Come funziona questo tipo di hosting
L’hosting condiviso ospita molti siti su un server gestito. Il provider cura sistema operativo e pannello, mentre gli account condividono processore, memoria e rete.
A chi è adatto
È adatto a portfolio, attività locali, blog e piccoli negozi con traffico prevedibile. I principianti possono pubblicare senza amministrare un server.
Compromessi da valutare
Prezzo contenuto e semplicità comportano meno controllo. Account vicini possono rallentare il server e i limiti di CPU o processi richiedono un upgrade durante la crescita.
Cosa confrontare prima dell’acquisto
- Misurare la risposta anche nelle ore di punta.
- Confrontare rinnovo, spazio e numero di siti consentiti.
- Preferire backup giornalieri, TLS gratuito e isolamento dai malware.
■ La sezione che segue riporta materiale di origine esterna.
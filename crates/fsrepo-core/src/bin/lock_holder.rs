//! Holds the bulk lock of a repository until stdin closes.
//!
//! Used by the cross-process tests to play "another worker process running
//! store-all". Prints `locked <name>` once the lock is held, or
//! `busy <name>` (exit code 3) if it could not be taken within five seconds.
//!
//! Usage:
//!   lock_holder <manifest.toml>

use fsrepo_core::{GlobalLock, BULK_LOCK_PURPOSE};
use fsrepo_schema::{ConfigurationSource, ManifestFile};
use fsrepo_store::RepositoryLayout;
use std::io::{self, Read, Write};
use std::path::Path;
use std::process::ExitCode;
use std::time::Duration;
use tracing::{error, info};

const EXIT_USAGE: u8 = 2;
const EXIT_BUSY: u8 = 3;
/// Filter used when `FSREPO_LOG` is unset.
const DEFAULT_LOG_LEVEL: &str = "info";

fn run(manifest: &Path) -> Result<bool, Box<dyn std::error::Error>> {
    let config = ManifestFile::new(manifest).build()?;
    RepositoryLayout::from_config(&config).initialize()?;
    let lock = GlobalLock::new(BULK_LOCK_PURPOSE, config.root_path(), config.lock_dir())?;

    let Some(guard) = lock.try_acquire(Duration::from_secs(5))? else {
        println!("busy {}", lock.name());
        return Ok(false);
    };
    println!("locked {}", guard.name());
    io::stdout().flush()?;
    info!("holding {} until stdin closes", lock.path().display());

    let mut discard = Vec::new();
    io::stdin().read_to_end(&mut discard)?;
    guard.release();
    Ok(true)
}

fn main() -> ExitCode {
    tracing_subscriber::fmt()
        .with_env_filter(
            tracing_subscriber::EnvFilter::try_from_env("FSREPO_LOG")
                .unwrap_or_else(|_| tracing_subscriber::EnvFilter::new(DEFAULT_LOG_LEVEL)),
        )
        .with_target(false)
        .without_time()
        .with_writer(io::stderr)
        .init();

    let Some(manifest) = std::env::args_os().nth(1) else {
        eprintln!("usage: lock_holder <manifest.toml>");
        return ExitCode::from(EXIT_USAGE);
    };

    match run(Path::new(&manifest)) {
        Ok(true) => ExitCode::SUCCESS,
        Ok(false) => ExitCode::from(EXIT_BUSY),
        Err(e) => {
            error!("lock_holder failed: {e}");
            ExitCode::FAILURE
        }
    }
}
- Verificare tempi e costi di ripristino.
Domande frequenti
L’hosting condiviso va bene per un’azienda?
Sì, con traffico moderato, backup, TLS e supporto rapido. Carichi critici o variabili richiedono VPS o cloud.
Quanto traffico può gestire?
Non esiste una soglia universale: contano peso delle pagine, cache e limiti delle risorse.
Quando è il momento di cambiare piano?
Quando aumentano rallentamenti, avvisi sulle risorse o necessità di software e isolamento personalizzati.